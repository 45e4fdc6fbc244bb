//! Command execution.

use crate::Commands;
use colored::Colorize;
use fdfs_client::{ClientConfig, StorageClient, TrackerClient};
use fdfs_protocol::file_id::split_file_id;
use fdfs_protocol::{GroupStat, MetadataFlag, NameValuePair, StorageStat};

/// Executes a command and returns the formatted output.
pub async fn execute(
    config: &ClientConfig,
    cmd: Commands,
) -> Result<String, Box<dyn std::error::Error>> {
    match cmd {
        Commands::Upload {
            path,
            group,
            ext,
            meta,
        } => {
            let meta = parse_pairs(&meta)?;
            let mut client = storage_client(config)?;
            let file_id = client
                .upload_file(group.as_deref(), &path, ext.as_deref(), &meta)
                .await?;
            Ok(format!(
                "{} {}",
                "Uploaded".green(),
                file_id.to_string().cyan()
            ))
        }

        Commands::UploadAppender {
            path,
            group,
            ext,
            meta,
        } => {
            let meta = parse_pairs(&meta)?;
            let mut client = storage_client(config)?;
            let file_id = client
                .upload_appender_file(group.as_deref(), &path, ext.as_deref(), &meta)
                .await?;
            Ok(format!(
                "{} appender {}",
                "Uploaded".green(),
                file_id.to_string().cyan()
            ))
        }

        Commands::Download {
            file_id,
            dest,
            offset,
            length,
        } => {
            let (group_name, filename) = split_file_id(&file_id)?;
            let mut client = storage_client(config)?;
            let written = client
                .download_to_file(group_name, filename, offset, length, &dest)
                .await?;
            Ok(format!(
                "{} {} to {} ({})",
                "Downloaded".green(),
                file_id.cyan(),
                dest.display(),
                format_bytes(written)
            ))
        }

        Commands::Delete { file_id } => {
            let mut client = storage_client(config)?;
            client.delete_file_by_file_id(&file_id).await?;
            Ok(format!("{} {}", "Deleted".green(), file_id.cyan()))
        }

        Commands::Info { file_id } => {
            let mut client = storage_client(config)?;
            let info = client.get_file_info_by_file_id(&file_id).await?;
            Ok(format!(
                "{}\n{}",
                format!("File {}", file_id.cyan()).bold(),
                serde_json::to_string_pretty(&info)?
            ))
        }

        Commands::Meta { file_id } => {
            let mut client = storage_client(config)?;
            let meta = client.get_metadata_by_file_id(&file_id).await?;
            if meta.is_empty() {
                return Ok("No metadata".yellow().to_string());
            }

            let mut output = String::new();
            for pair in &meta {
                output.push_str(&format!("  {} = {}\n", pair.name.cyan(), pair.value));
            }
            Ok(output)
        }

        Commands::SetMeta {
            file_id,
            pairs,
            merge,
        } => {
            let meta = parse_pairs(&pairs)?;
            let flag = if merge {
                MetadataFlag::Merge
            } else {
                MetadataFlag::Overwrite
            };
            let mut client = storage_client(config)?;
            client.set_metadata_by_file_id(&file_id, &meta, flag).await?;
            Ok(format!(
                "{} {} entries on {}",
                (if merge { "Merged" } else { "Set" }).green(),
                meta.len(),
                file_id.cyan()
            ))
        }

        Commands::Groups => {
            let tracker = TrackerClient::from_config(config)?;
            let groups = tracker.list_groups().await?;
            if groups.is_empty() {
                return Ok("No groups".yellow().to_string());
            }

            let mut output = String::new();
            for group in &groups {
                output.push_str(&format_group(group));
            }
            Ok(output)
        }

        Commands::Storages { group, ip } => {
            let tracker = TrackerClient::from_config(config)?;
            let storages = match ip.as_deref() {
                Some(ip) => tracker.list_storages_by_ip(&group, ip).await?,
                None => tracker.list_storages(&group).await?,
            };
            if storages.is_empty() {
                return Ok(format!("No storage nodes in {}", group).yellow().to_string());
            }

            let mut output = String::new();
            for storage in &storages {
                output.push_str(&format_storage(storage));
            }
            Ok(output)
        }

        Commands::Token {
            remote_filename,
            secret,
            ts,
        } => {
            let mut config = config.clone();
            if let Some(secret) = secret {
                config.http.secret_key = secret;
            }
            let ts = ts.unwrap_or_else(|| chrono::Utc::now().timestamp());
            let token = config.http_token(&remote_filename, ts)?;
            Ok(format!("token={}&ts={}", token, ts))
        }

        Commands::Config => Ok(format!(
            "{}\n{}",
            "Effective configuration".bold(),
            config.summary()
        )),
    }
}

fn storage_client(config: &ClientConfig) -> Result<StorageClient, Box<dyn std::error::Error>> {
    Ok(StorageClient::new(TrackerClient::from_config(config)?))
}

/// Parses `KEY=VALUE` arguments.
fn parse_pairs(args: &[String]) -> Result<Vec<NameValuePair>, String> {
    args.iter()
        .map(|arg| match arg.split_once('=') {
            Some((name, value)) if !name.is_empty() => Ok(NameValuePair::new(name, value)),
            _ => Err(format!("invalid metadata \"{}\", expected KEY=VALUE", arg)),
        })
        .collect()
}

fn format_group(group: &GroupStat) -> String {
    format!(
        "  {} [storages: {}/{} active, free: {} / {} MB, port: {}]\n",
        group.group_name.cyan(),
        group.active_count,
        group.storage_count,
        group.free_mb,
        group.total_mb,
        group.storage_port
    )
}

fn format_storage(storage: &StorageStat) -> String {
    let status = if storage.status.is_serving() {
        storage.status.caption().green()
    } else {
        storage.status.caption().yellow()
    };
    format!(
        "  {} {}:{} [{}] version {}, free {} / {} MB, uploads {}/{}\n",
        storage.id.cyan(),
        storage.ip_addr,
        storage.storage_port,
        status,
        storage.version,
        storage.free_mb,
        storage.total_mb,
        storage.success_upload_count,
        storage.total_upload_count
    )
}

/// Formats bytes as human-readable string.
fn format_bytes(bytes: u64) -> String {
    if bytes >= 1024 * 1024 * 1024 {
        format!("{:.2} GB", bytes as f64 / (1024.0 * 1024.0 * 1024.0))
    } else if bytes >= 1024 * 1024 {
        format!("{:.2} MB", bytes as f64 / (1024.0 * 1024.0))
    } else if bytes >= 1024 {
        format!("{:.2} KB", bytes as f64 / 1024.0)
    } else {
        format!("{} B", bytes)
    }
}

#[cfg(test)]
mod tests {
    use super::*;

    #[test]
    fn test_parse_pairs() {
        let args = vec!["width=100".to_string(), "note=a=b".to_string()];
        let pairs = parse_pairs(&args).unwrap();
        assert_eq!(pairs[0], NameValuePair::new("width", "100"));
        assert_eq!(pairs[1], NameValuePair::new("note", "a=b"));

        assert!(parse_pairs(&["novalue".to_string()]).is_err());
        assert!(parse_pairs(&["=x".to_string()]).is_err());
    }

    #[test]
    fn test_format_bytes() {
        assert_eq!(format_bytes(512), "512 B");
        assert_eq!(format_bytes(2048), "2.00 KB");
        assert_eq!(format_bytes(3 * 1024 * 1024), "3.00 MB");
    }

    #[tokio::test]
    async fn test_token_uses_secret_override() {
        let config = ClientConfig::default();
        let output = execute(
            &config,
            Commands::Token {
                remote_filename: "M00/00/00/a.jpg".to_string(),
                secret: Some("k".to_string()),
                ts: Some(10),
            },
        )
        .await
        .unwrap();
        let expected = fdfs_protocol::codec::md5_hex(b"M00/00/00/a.jpgk10");
        assert_eq!(output, format!("token={}&ts=10", expected));
    }
}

[WHAT TO PRODUCE]
Give the listing again in its entirety, exactly as written.

[ANSWER BELOW]
repository 45e4fdc6fbc244bb
//! Command execution.

use crate::Commands;
use colored::Colorize;
use fdfs_client::{ClientConfig, StorageClient, TrackerClient};
use fdfs_protocol::file_id::split_file_id;
use fdfs_protocol::{GroupStat, MetadataFlag, NameValuePair, StorageStat};

/// Executes a command and returns the formatted output.
pub async fn execute(
    config: &ClientConfig,
    cmd: Commands,
) -> Result<String, Box<dyn std::error::Error>> {
    match cmd {
        Commands::Upload {
            path,
            group,
            ext,
            meta,
        } => {
            let meta = parse_pairs(&meta)?;
            let mut client = storage_client(config)?;
            let file_id = client
                .upload_file(group.as_deref(), &path, ext.as_deref(), &meta)
                .await?;
            Ok(format!(
                "{} {}",
                "Uploaded".green(),
                file_id.to_string().cyan()
            ))
        }

        Commands::UploadAppender {
            path,
            group,
            ext,
            meta,
        } => {
            let meta = parse_pairs(&meta)?;
            let mut client = storage_client(config)?;
            let file_id = client
                .upload_appender_file(group.as_deref(), &path, ext.as_deref(), &meta)
                .await?;
            Ok(format!(
                "{} appender {}",
                "Uploaded".green(),
                file_id.to_string().cyan()
            ))
        }

        Commands::Download {
            file_id,
            dest,
            offset,
            length,
        } => {
            let (group_name, filename) = split_file_id(&file_id)?;
            let mut client = storage_client(config)?;
            let written = client
                .download_to_file(group_name, filename, offset, length, &dest)
                .await?;
            Ok(format!(
                "{} {} to {} ({})",
                "Downloaded".green(),
                file_id.cyan(),
                dest.display(),
                format_bytes(written)
            ))
        }

        Commands::Delete { file_id } => {
            let mut client = storage_client(config)?;
            client.delete_file_by_file_id(&file_id).await?;
            Ok(format!("{} {}", "Deleted".green(), file_id.cyan()))
        }

        Commands::Info { file_id } => {
            let mut client = storage_client(config)?;
            let info = client.get_file_info_by_file_id(&file_id).await?;
            Ok(format!(
                "{}\n{}",
                format!("File {}", file_id.cyan()).bold(),
                serde_json::to_string_pretty(&info)?
            ))
        }

        Commands::Meta { file_id } => {
            let mut client = storage_client(config)?;
            let meta = client.get_metadata_by_file_id(&file_id).await?;
            if meta.is_empty() {
                return Ok("No metadata".yellow().to_string());
            }

            let mut output = String::new();
            for pair in &meta {
                output.push_str(&format!("  {} = {}\n", pair.name.cyan(), pair.value));
            }
            Ok(output)
        }

        Commands::SetMeta {
            file_id,
            pairs,
            merge,
        } => {
            let meta = parse_pairs(&pairs)?;
            let flag = if merge {
                MetadataFlag::Merge
            } else {
                MetadataFlag::Overwrite
            };
            let mut client = storage_client(config)?;
            client.set_metadata_by_file_id(&file_id, &meta, flag).await?;
            Ok(format!(
                "{} {} entries on {}",
                (if merge { "Merged" } else { "Set" }).green(),
                meta.len(),
                file_id.cyan()
            ))
        }

        Commands::Groups => {
            let tracker = TrackerClient::from_config(config)?;
            let groups = tracker.list_groups().await?;
            if groups.is_empty() {
                return Ok("No groups".yellow().to_string());
            }

            let mut output = String::new();
            for group in &groups {
                output.push_str(&format_group(group));
            }
            Ok(output)
        }

        Commands::Storages { group, ip } => {
            let tracker = TrackerClient::from_config(config)?;
            let storages = match ip.as_deref() {
                Some(ip) => tracker.list_storages_by_ip(&group, ip).await?,
                None => tracker.list_storages(&group).await?,
            };
            if storages.is_empty() {
                return Ok(format!("No storage nodes in {}", group).yellow().to_string());
            }

            let mut output = String::new();
            for storage in &storages {
                output.push_str(&format_storage(storage));
            }
            Ok(output)
        }

        Commands::Token {
            remote_filename,
            secret,
            ts,
        } => {
            let mut config = config.clone();
            if let Some(secret) = secret {
                config.http.secret_key = secret;
            }
            let ts = ts.unwrap_or_else(|| chrono::Utc::now().timestamp());
            let token = config.http_token(&remote_filename, ts)?;
            Ok(format!("token={}&ts={}", token, ts))
        }

        Commands::Config => Ok(format!(
            "{}\n{}",
            "Effective configuration".bold(),
            config.summary()
        )),
    }
}

fn storage_client(config: &ClientConfig) -> Result<StorageClient, Box<dyn std::error::Error>> {
    Ok(StorageClient::new(TrackerClient::from_config(config)?))
}

/// Parses `KEY=VALUE` arguments.
fn parse_pairs(args: &[String]) -> Result<Vec<NameValuePair>, String> {
    args.iter()
        .map(|arg| match arg.split_once('=') {
            Some((name, value)) if !name.is_empty() => Ok(NameValuePair::new(name, value)),
            _ => Err(format!("invalid metadata \"{}\", expected KEY=VALUE", arg)),
        })
        .collect()
}

fn format_group(group: &GroupStat) -> String {
    format!(
        "  {} [storages: {}/{} active, free: {} / {} MB, port: {}]\n",
        group.group_name.cyan(),
        group.active_count,
        group.storage_count,
        group.free_mb,
        group.total_mb,
        group.storage_port
    )
}

fn format_storage(storage: &StorageStat) -> String {
    let status = if storage.status.is_serving() {
        storage.status.caption().green()
    } else {
        storage.status.caption().yellow()
    };
    format!(
        "  {} {}:{} [{}] version {}, free {} / {} MB, uploads {}/{}\n",
        storage.id.cyan(),
        storage.ip_addr,
        storage.storage_port,
        status,
        storage.version,
        storage.free_mb,
        storage.total_mb,
        storage.success_upload_count,
        storage.total_upload_count
    )
}

/// Formats bytes as human-readable string.
fn format_bytes(bytes: u64) -> String {
    if bytes >= 1024 * 1024 * 1024 {
        format!("{:.2} GB", bytes as f64 / (1024.0 * 1024.0 * 1024.0))
    } else if bytes >= 1024 * 1024 {
        format!("{:.2} MB", bytes as f64 / (1024.0 * 1024.0))
    } else if bytes >= 1024 {
        format!("{:.2} KB", bytes as f64 / 1024.0)
    } else {
        format!("{} B", bytes)
    }
}

#[cfg(test)]
mod tests {
    use super::*;

    #[test]
    fn test_parse_pairs() {
        let args = vec!["width=100".to_string(), "note=a=b".to_string()];
        let pairs = parse_pairs(&args).unwrap();
        assert_eq!(pairs[0], NameValuePair::new("width", "100"));
        assert_eq!(pairs[1], NameValuePair::new("note", "a=b"));

        assert!(parse_pairs(&["novalue".to_string()]).is_err());
        assert!(parse_pairs(&["=x".to_string()]).is_err());
    }

    #[test]
    fn test_format_bytes() {
        assert_eq!(format_bytes(512), "512 B");
        assert_eq!(format_bytes(2048), "2.00 KB");
        assert_eq!(format_bytes(3 * 1024 * 1024), "3.00 MB");
    }

    #[tokio::test]
    async fn test_token_uses_secret_override() {
        let config = ClientConfig::default();
        let output = execute(
            &config,
            Commands::Token {
                remote_filename: "M00/00/00/a.jpg".to_string(),
                secret: Some("k".to_string()),
                ts: Some(10),
            },
        )
        .await
        .unwrap();
        let expected = fdfs_protocol::codec::md5_hex(b"M00/00/00/a.jpgk10");
        assert_eq!(output, format!("token={}&ts=10", expected));
    }
}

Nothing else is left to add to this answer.